Résultats 2008 : MP*.

Les résultats des concours 2008 vont être mis en ligne progressivement dans les deux semaines qui viennent. Cette année, je commenterai les résultats de toutes les filières pour en rappeler les caractéristiques.

Nous commençons avec la MP*. Cette classe prépare, comme toute classe “étoile” (la classe regroupant les meilleurs élèves de la filière), à Polytechnique, Centrale, Mines-Ponts et bien sûr les ENS. 

Les intégrations y sont toujours de grande qualité, notamment à Centrale. Un gros tiers de la classe est admis à une école dite du Top, c’est-à-dire les toutes meilleures écoles (X, Centrales Paris, Supélec, Mines de Paris, Ponts & Chaussées, ENSTA, Sup Aéro, Télécom Paris) à l’exception des Écoles Normales Supérieures, exclues des classements des magazines. Le lycée se distingue à ce niveau par une forte préférence des élèves pour les ENS, au détriment des Mines de Paris, Centrale Paris ou l’École Polytechnique. Admis à une ENS et à l’une de ces très Grandes Écoles, nos élèves choisissent quasiment systématiquement d’intégrer une ENS. Ainsi, il y a deux ans, 7 intégrés à l’ENS contre 1 seul à l’X. Ce ratio est complétement différent dans les autres grands lycées de province (Fermat par exemple) : environ 2 X pour 1 Normalien. Cette préférence de nos élèves pour des carrières de science plus fondamentale est flatteuse pour nos enseignants, car on se dit que ceux-ci donnent à leurs élèves le goût des sciences, et qu’ils décident ensuite de poursuivre une carrière de chercheur, mais dans le même temps elle pénalise notre Lycée dans les classements des magazines qui ne prennent en compte que les écoles d’ingénieurs. C’est dit.

Je voudrais terminer en mettant en exergue les résultats des filles de cette classe. La filière MP est en grande majorité constituée de garçons (les filles préfèrent traditionnellement la bio et la chimie aux maths), mais dans notre MP* elles tirent toujours leur épingle du jeu. Cette année, deux d’entre elles sont admises à l’École Normale Supérieure d’Ulm, le concours le plus sélectif de tous, qui ouvre les portes de l’école qui donne à la France ses nombreuses médailles Fields.
15 mai 2008

Classement des vœux.

Le classement des vœux se poursuit jusqu’au 31 mai. Vous pouvez donc toujours ordonner les formations auxquelles vous postulez, et pourquoi pas ne pas classer certains vœux, si depuis le mois de mars vous avez décidé plus précisément de ce que vous souhaitez faire.
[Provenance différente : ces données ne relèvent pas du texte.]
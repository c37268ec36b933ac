use serde::{Deserialize, Serialize};

use crate::shared::format::{format_currency, format_integer, format_percent};

/// Headline numbers of the eCommerce dashboard
#[derive(Debug, Clone, PartialEq, Serialize, Deserialize)]
pub struct HomeStats {
    pub customers: u64,
    pub orders: u64,
    pub revenue: f64,
    pub growth: f64,
}

/// Change of each headline number against the previous period, in percent
#[derive(Debug, Clone, PartialEq, Serialize, Deserialize)]
pub struct StatChanges {
    pub customers: f64,
    pub orders: f64,
    pub revenue: f64,
    pub growth: f64,
}

/// One month of the "Projections vs Actuals" bar chart (millions)
#[derive(Debug, Clone, PartialEq, Serialize, Deserialize)]
pub struct ProjectionPoint {
    pub month: String,
    pub projections: f64,
    pub actuals: f64,
}

/// One point of the "Revenue" line chart
#[derive(Debug, Clone, PartialEq, Serialize, Deserialize)]
pub struct RevenuePoint {
    pub month: String,
    pub current: f64,
    pub previous: f64,
}

#[derive(Debug, Clone, PartialEq, Serialize, Deserialize)]
#[serde(rename_all = "camelCase")]
pub struct RevenueTotals {
    pub current_week: f64,
    pub previous_week: f64,
}

#[derive(Debug, Clone, PartialEq, Serialize, Deserialize)]
pub struct TopProduct {
    pub name: String,
    pub price: f64,
    pub quantity: u32,
    pub amount: f64,
}

/// Revenue of a city, in thousands
#[derive(Debug, Clone, PartialEq, Serialize, Deserialize)]
pub struct LocationRevenue {
    pub city: String,
    pub revenue: f64,
    pub color: String,
}

impl LocationRevenue {
    pub fn revenue_label(&self) -> String {
        format!("{}K", self.revenue)
    }
}

#[derive(Debug, Clone, PartialEq, Serialize, Deserialize)]
pub struct SalesChannel {
    pub channel: String,
    pub amount: f64,
    pub percentage: f64,
    pub color: String,
}

/// Everything the home view displays
#[derive(Debug, Clone, PartialEq, Serialize, Deserialize)]
#[serde(rename_all = "camelCase")]
pub struct HomeData {
    pub stats: HomeStats,
    pub stat_changes: StatChanges,
    pub projections: Vec<ProjectionPoint>,
    pub revenue: Vec<RevenuePoint>,
    pub revenue_totals: RevenueTotals,
    pub top_products: Vec<TopProduct>,
    pub revenue_by_location: Vec<LocationRevenue>,
    pub sales_breakdown: Vec<SalesChannel>,
}

impl HomeData {
    /// Share (0..=1) of the leading sales channel, drawn as the donut arc.
    pub fn leading_channel_share(&self) -> f64 {
        self.sales_breakdown
            .first()
            .map(|c| (c.percentage / 100.0).clamp(0.0, 1.0))
            .unwrap_or(0.0)
    }
}

// ---------------------------------------------------------------------------
// Stat cards
// ---------------------------------------------------------------------------

#[derive(Debug, Clone, Copy, PartialEq, Eq, Serialize, Deserialize)]
pub enum ChangeDirection {
    Positive,
    Negative,
}

impl ChangeDirection {
    pub fn from_value(change: f64) -> Self {
        if change < 0.0 {
            ChangeDirection::Negative
        } else {
            ChangeDirection::Positive
        }
    }
}

/// Display-ready content of one stat card
#[derive(Debug, Clone, PartialEq)]
pub struct StatCardData {
    pub title: &'static str,
    /// Icon name understood by the frontend `icon()` helper
    pub icon: &'static str,
    pub value: String,
    pub change: String,
    pub direction: ChangeDirection,
}

fn format_change(change: f64) -> String {
    format!("{:+}%", change)
}

fn card(title: &'static str, icon: &'static str, value: String, change: f64) -> StatCardData {
    StatCardData {
        title,
        icon,
        value,
        change: format_change(change),
        direction: ChangeDirection::from_value(change),
    }
}

/// Customers, Orders, Revenue and Growth cards, formatted on every call.
pub fn stat_cards(stats: &HomeStats, changes: &StatChanges) -> Vec<StatCardData> {
    vec![
        card(
            "Customers",
            "customers",
            format_integer(stats.customers),
            changes.customers,
        ),
        card("Orders", "orders", format_integer(stats.orders), changes.orders),
        card(
            "Revenue",
            "dollar-sign",
            format_currency(stats.revenue),
            changes.revenue,
        ),
        card("Growth", "trending-up", format_percent(stats.growth), changes.growth),
    ]
}

#[cfg(test)]
mod tests {
    use super::*;
    use crate::dashboards::d001_ecommerce::mock;

    #[test]
    fn test_stat_cards_from_mock_data() {
        let data = mock::home_data().unwrap();
        let cards = stat_cards(&data.stats, &data.stat_changes);
        let values: Vec<_> = cards.iter().map(|c| c.value.as_str()).collect();
        assert_eq!(values, vec!["3,781", "1,219", "$695", "30.1%"]);

        let changes: Vec<_> = cards.iter().map(|c| c.change.as_str()).collect();
        assert_eq!(changes, vec!["+11.01%", "-0.03%", "+15.03%", "+6.08%"]);
        assert_eq!(cards[1].direction, ChangeDirection::Negative);
        assert_eq!(cards[0].direction, ChangeDirection::Positive);
    }

    #[test]
    fn test_leading_channel_share() {
        let data = mock::home_data().unwrap();
        assert!((data.leading_channel_share() - 0.386).abs() < 1e-9);

        let empty = HomeData {
            sales_breakdown: vec![],
            ..data
        };
        assert_eq!(empty.leading_channel_share(), 0.0);
    }

    #[test]
    fn test_location_label() {
        let data = mock::home_data().unwrap();
        assert_eq!(data.revenue_by_location[0].revenue_label(), "72K");
    }
}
Rappelons que si vous classez une formation non sélective en premier, cette formation vous sera accordée et vous ne pourrez pas de toute façon prétendre aux vœux suivants. Il faut donc placer ses vœux prépas en premier.

La dernière étape de la procédure est primordiale : il vous faudra être présent au mois de juin pour répondre aux propositions, même si c’est pour répondre oui à son premier vœu! Sans cette validation, on vous considérera comme démissionnaire. Il faut bien répondre “Oui définitif” à un moment donné.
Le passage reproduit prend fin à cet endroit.